Other recent studies do appear to provide support for a link between the frequency of clusters in corpora and holistic storage. Using the same materials as Schmitt and Underwood (2004), Underwood et al (2004) used an eye-tracking paradigm to study native and non-native speakers’ reading of formulas embedded in short contexts. They found that both natives and non-natives fixated on target words less often when they appeared as the final words of a formulaic sequence than when they appeared in other contexts. They also found that natives (but not non-natives) fixated on targets for shorter durations when they were found within formulas. Underwood et al conclude that these results are consistent with the idea that formulas are stored holistically by native speakers and suggest that the somewhat ambiguous results seen for non-natives (fewer, but not shorter) fixations, may indicate only partial knowledge of the
formulas). The emergence of reliable effects here, using the same materials as those in Schmitt and Underwood (2004), suggests that the failure to find an advantage for formulaic sequences in that study may have been due to the acknowledged methodological problems.
Jiang and Nekrasova (2007) also claim to find evidence for holistic storage of formulaic sequences in both native and non-native speakers. They found
grammaticality judgements for 26 formulaic sequences taken from previous corpus- based studies (again, no actual frequency data are provided) to be both faster and more accurate than judgements for matched control strings (in which formulas were
changed by one word to create a more novel string). This suggests, they conclude, that the formulaic items are recognised holistically, obviating the need the full syntactic analysis which must presumably take place for the novel strings.
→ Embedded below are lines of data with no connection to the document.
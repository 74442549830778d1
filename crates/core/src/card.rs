//! Product card rendering for the product grid.
//!
//! Cards are rendered to HTML fragments matching the markup of the
//! server-rendered grid, so appended cards pick up the same styling and the
//! same `data-*` hooks used by [`crate::stats`].

use core::fmt;

use crate::number::format_count;
use crate::product::Product;

/// Currency suffix appended to prices.
pub const CURRENCY: &str = "VND";

/// A renderable card view over a [`Product`].
#[derive(Debug, Clone, Copy)]
pub struct ProductCard<'a> {
    product: &'a Product,
}

impl<'a> ProductCard<'a> {
    pub fn new(product: &'a Product) -> Self {
        Self { product }
    }

    pub fn product(&self) -> &'a Product {
        self.product
    }

    /// `"{n}% Off"` when the product is discounted.
    pub fn discount_label(&self) -> Option<String> {
        self.product.discount_percent().map(|p| format!("{p}% Off"))
    }

    /// Discounted price with `.` thousands separators, e.g. `"80.000 VND"`.
    pub fn price_label(&self) -> String {
        format!("{} {CURRENCY}", group_thousands(self.product.sale_price()))
    }

    /// Render to an owned HTML string.
    pub fn to_html(&self) -> String {
        self.to_string()
    }
}

impl fmt::Display for ProductCard<'_> {
    fn fmt(&self, f: &mut fmt::Formatter<'_>) -> fmt::Result {
        let p = self.product;
        let name = escape_html(&p.name);
        let rating = p.average_rating.unwrap_or(0.0);

        writeln!(f, r#"<div class="product-card">"#)?;
        writeln!(f, r#"    <div class="product-image">"#)?;
        writeln!(
            f,
            r#"        <img src="{}" alt="{name}">"#,
            escape_html(p.primary_image())
        )?;
        if let Some(label) = self.discount_label() {
            writeln!(f, r#"        <span class="discount-label">{label}</span>"#)?;
        }
        writeln!(f, r#"    </div>"#)?;
        writeln!(f, r#"    <div class="product-info">"#)?;
        writeln!(f, r#"        <h3>{name}</h3>"#)?;
        writeln!(f, r#"        <p class="price">{}</p>"#, self.price_label())?;
        writeln!(f, r#"        <div class="product-rating">"#)?;
        writeln!(
            f,
            r#"            <p class="rating" data-review-count="{}">"#,
            p.review_count
        )?;
        writeln!(
            f,
            r#"                {rating} (<span class="formatted-review-count">{}</span> reviews)"#,
            format_count(p.review_count as f64)
        )?;
        writeln!(f, r#"            </p>"#)?;
        writeln!(
            f,
            r#"            <p class="sold-count" data-quantity-sold="{}">"#,
            p.quantity_sold
        )?;
        writeln!(
            f,
            r#"                Đã bán <span class="formatted-quantity-sold">{}</span>"#,
            format_count(p.quantity_sold as f64)
        )?;
        writeln!(f, r#"            </p>"#)?;
        writeln!(f, r#"        </div>"#)?;
        writeln!(
            f,
            r#"        <a href="/product/{}" class="details-btn">View Details</a>"#,
            escape_html(p.id.as_str())
        )?;
        writeln!(f, r#"    </div>"#)?;
        write!(f, r#"</div>"#)
    }
}

/// Round to a whole amount and group digits by thousands with `.`.
pub fn group_thousands(amount: f64) -> String {
    let amount = if amount.is_finite() { amount.round() } else { 0.0 };
    let digits = format!("{:.0}", amount.abs());

    let mut out = String::with_capacity(digits.len() + digits.len() / 3 + 1);
    if amount < 0.0 {
        out.push('-');
    }
    for (i, ch) in digits.chars().enumerate() {
        if i > 0 && (digits.len() - i) % 3 == 0 {
            out.push('.');
        }
        out.push(ch);
    }
    out
}

/// Escape text for use in HTML text nodes and quoted attributes.
pub fn escape_html(raw: &str) -> String {
    let mut out = String::with_capacity(raw.len());
    for ch in raw.chars() {
        match ch {
            '&' => out.push_str("&amp;"),
            '<' => out.push_str("&lt;"),
            '>' => out.push_str("&gt;"),
            '"' => out.push_str("&quot;"),
            '\'' => out.push_str("&#39;"),
            _ => out.push(ch),
        }
    }
    out
}

#[cfg(test)]
mod tests {
    use super::*;

    fn product(list_price: f64, discount: f64) -> Product {
        Product {
            id: "sku-9".parse().unwrap(),
            name: "Áo thun".to_string(),
            images: "['https://cdn.example/a.jpg']".to_string(),
            list_price,
            discount,
            average_rating: Some(4.5),
            review_count: 1500,
            quantity_sold: 999,
        }
    }

    #[test]
    fn discount_label_rendered_when_discounted() {
        let p = product(100_000.0, 20_000.0);
        let card = ProductCard::new(&p);
        assert_eq!(card.discount_label().as_deref(), Some("20% Off"));
        assert!(card.to_html().contains(r#"<span class="discount-label">20% Off</span>"#));
    }

    #[test]
    fn no_discount_label_without_discount() {
        let p = product(100_000.0, 0.0);
        let html = ProductCard::new(&p).to_html();
        assert!(!html.contains("discount-label"));
    }

    #[test]
    fn card_embeds_formatted_counts_and_raw_attributes() {
        let p = product(100_000.0, 20_000.0);
        let html = ProductCard::new(&p).to_html();
        assert!(html.contains(r#"data-review-count="1500""#));
        assert!(html.contains(r#"<span class="formatted-review-count">1.5k</span>"#));
        assert!(html.contains(r#"data-quantity-sold="999""#));
        assert!(html.contains(r#"<span class="formatted-quantity-sold">999</span>"#));
        assert!(html.contains("4.5 ("));
        assert!(html.contains(r#"<a href="/product/sku-9" class="details-btn">"#));
        assert!(html.contains(r#"<img src="https://cdn.example/a.jpg" alt="Áo thun">"#));
    }

    #[test]
    fn price_label_uses_dot_grouping() {
        let p = product(1_234_567.0, 0.0);
        assert_eq!(ProductCard::new(&p).price_label(), "1.234.567 VND");

        let p = product(100_000.0, 20_000.0);
        assert_eq!(ProductCard::new(&p).price_label(), "80.000 VND");
    }

    #[test]
    fn group_thousands_edges() {
        assert_eq!(group_thousands(0.0), "0");
        assert_eq!(group_thousands(999.0), "999");
        assert_eq!(group_thousands(1000.0), "1.000");
        assert_eq!(group_thousands(-2500.0), "-2.500");
        assert_eq!(group_thousands(f64::NAN), "0");
    }

    #[test]
    fn untrusted_text_is_escaped() {
        let mut p = product(10.0, 0.0);
        p.name = r#"<script>alert("x")</script>"#.to_string();
        let html = ProductCard::new(&p).to_html();
        assert!(!html.contains("<script>"));
        assert!(html.contains("&lt;script&gt;alert(&quot;x&quot;)&lt;/script&gt;"));
    }
}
In a series of studies, Tremblay et al (in preparation) used self-paced reading and memory tasks to determine whether high frequency lexical bundles are holistically stored in the mind. The lexical bundles were either four-word strings found in the spoken part of the British National Corpus (BNC) with a mean frequency of at least 10 occurrences per million words, or five-word strings appearing in the same corpus at least five times per million words. Control phrases were created by substituting one word in each string with a replacement which was individually more frequent and (on average) shorter than the original and such that the new phrase was less frequent in the BNC than the original. In a word-by-word self-paced reading task, the replaced word
in the original bundle was found to be read significantly faster than its replacement in the control phrase; in a segment-by-segment self-paced reading task, entire lexical bundles were read significantly faster than control phrases, and in a sentence-by- sentence task, sentences containing the original bundles were read significantly faster than those containing their replacements.
Working on the idea that holistically-stored bundles should take up less space in working memory than novel strings of the same length, which need to be represented word-by-word, Tremblay et al also test the memory load of lexical bundles and their controls. They presented subjects with the lexical bundles or control phrases described above, along with a string of individual words and then asked them to recall the phrase and the words. When the input was presented visually, they found significantly better recall for both lexical bundles and their following words than for control phrases and their following words, suggesting that lexical bundles may indeed place less strain on working memory. When input was presented in the auditory modality, better recall was again found for the lexical bundles than for the control phrases, but not for their following words. The authors speculate that this may have been because natural intonation features of the lexical bundles had been deliberately stripped out of the recordings by using synthesised speech.